Integrating fathers' lived experience into neonatal care: Q&A with a consumer academic

Published: 06 Jul 2026

In neonatal intensive care units (NICUs), parents play a critical role in helping their baby develop and stay well. Research shows this clearly, yet support and involvement for fathers is often overlooked, with most attention going to mothers medically. This project was set up to better understand and improve father involvement in the NICU. To make sure the research reflected real experiences, the team went beyond usual methods like steering committees and hired a father with lived NICU experience, Kabe Redfern, as a “consumer academic,” a paid role that treats personal experience as a genuine form of expertise on an ongoing basis.

Kabe’s own experience showed how easily fathers can be left out of NICU care after having two children born in the NICU. Kabe’s involvement in the research showed clear benefits. When other fathers heard from someone who had lived through similar experiences, they were more willing to open about a difficult topic.

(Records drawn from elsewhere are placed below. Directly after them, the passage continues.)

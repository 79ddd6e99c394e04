//! One scheduled backup run.
//!
//! A run snapshots the volume registry, creates the dated snapshot
//! directory, and archives every volume into it. One volume's failure is
//! isolated: it is logged and counted, and the remaining volumes still get
//! archived. Only the registry listing and the snapshot directory creation
//! are fatal to the run, since nothing can proceed without them.

use crate::archive;
use crate::config::Config;
use crate::registry::{self, Volume};
use crate::snapshot;
use crate::Result;
use chrono::{DateTime, Utc};
use std::path::Path;
use std::sync::Arc;
use tokio::sync::Semaphore;
use tokio::task::JoinSet;
use tracing::{error, info, warn};

/// Outcome of one backup run.
#[derive(Debug, Default, Clone, Copy, PartialEq, Eq)]
pub struct RunSummary {
    pub volumes: usize,
    pub archived: usize,
    pub errors: usize,
}

/// Task entry point for one scheduled run. Errors are absorbed here and
/// converted to log output; they never propagate past the task boundary.
pub async fn run(config: Arc<Config>, instant: DateTime<Utc>) {
    let name = snapshot::directory_name(instant);
    info!(snapshot = %name, "Starting backup");

    match execute(&config, instant).await {
        Ok(summary) if summary.volumes == 0 => {
            warn!(snapshot = %name, "No volume found");
        }
        Ok(summary) if summary.errors > 0 => {
            warn!(
                snapshot = %name,
                archived = summary.archived,
                errors = summary.errors,
                "Backup completed with errors"
            );
        }
        Ok(summary) => {
            info!(snapshot = %name, archived = summary.archived, "Backup completed");
        }
        Err(e) => error!(snapshot = %name, error = %e, "Backup run failed"),
    }
}

/// Execute one run against the registry and archive root from `config`.
pub async fn execute(config: &Config, instant: DateTime<Utc>) -> Result<RunSummary> {
    let volumes = registry::snapshot(&config.storage.volumes_root)?;

    let snapshot_dir = config
        .storage
        .archive_root
        .join(snapshot::directory_name(instant));
    std::fs::create_dir(&snapshot_dir)?;

    archive_volumes(config, volumes, &snapshot_dir).await
}

/// Archive each volume into `snapshot_dir`, at most
/// `max_concurrent_archives` at a time. Archiving is blocking I/O and runs
/// on the blocking thread pool; a permit is taken before spawning so the
/// number of in-flight archive tasks stays bounded.
async fn archive_volumes(
    config: &Config,
    volumes: Vec<Volume>,
    snapshot_dir: &Path,
) -> Result<RunSummary> {
    let mut summary = RunSummary {
        volumes: volumes.len(),
        ..RunSummary::default()
    };

    let limit = config.schedule.max_concurrent_archives.max(1);
    let semaphore = Arc::new(Semaphore::new(limit));
    let mut tasks: JoinSet<(String, Result<u64>)> = JoinSet::new();

    for volume in volumes {
        let permit = semaphore
            .clone()
            .acquire_owned()
            .await
            .expect("archive semaphore closed");

        let destination = snapshot_dir.join(format!("{}.tar.zst", volume.name));
        tasks.spawn_blocking(move || {
            let _permit = permit;
            let result = archive::archive_volume(&volume.path, &destination);
            (volume.name, result)
        });
    }

    while let Some(joined) = tasks.join_next().await {
        match joined {
            Ok((name, Ok(bytes))) => {
                summary.archived += 1;
                log_archive_size(&name, bytes, config.schedule.size_warning_threshold_mb);
            }
            Ok((name, Err(e))) => {
                summary.errors += 1;
                error!(volume = %name, error = %e, "Volume archive failed");
            }
            Err(e) => {
                summary.errors += 1;
                error!(error = %e, "Volume archive task panicked");
            }
        }
    }

    Ok(summary)
}

fn log_archive_size(volume: &str, bytes: u64, threshold_mb: u64) {
    let size_mb = bytes / (1024 * 1024);
    if size_mb > threshold_mb {
        warn!(volume, size_mb, "Archive size exceeds warning threshold");
    } else {
        info!(volume, size_mb, "Volume archived");
    }
}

His presence also helped clinicians and researchers see the human story behind the project, which led to more open and useful conversations. Along with shaping the research question and overall direction. As a father with community connections, he was also able to help share and recruit more widely through hospital groups, consumer networks, and community events.

For researchers, fathers are more likely to take part in research when they are approached through people they already trust, such as mothers, nurses, workplaces, or community organizations. Offering fair compensation and flexible scheduling matters too, since most fathers are working full time. Services considering a consumer academic role should focus on what motivates a father personally and supports him to grow into the role, rather than expecting a traditional academic background. For clinicians, actively including fathers should become standard practice. This means using thoughtful language, explaining why an engaged father matters for his child’s and partner’s long-term wellbeing, and following up with fathers who cannot attend appointments in person through a phone call, email, video consult, or an out-of-hours meeting.

Citation

Redfern, K., Kneebone, E., & Mancini, V. (2026). ‘Integrating fathers’ lived experience into neonatal care: Q&A With a consumer academic’, Life Course Centre Working Paper Series, 2026-17. Institute for Social Science Research, The University of Queensland.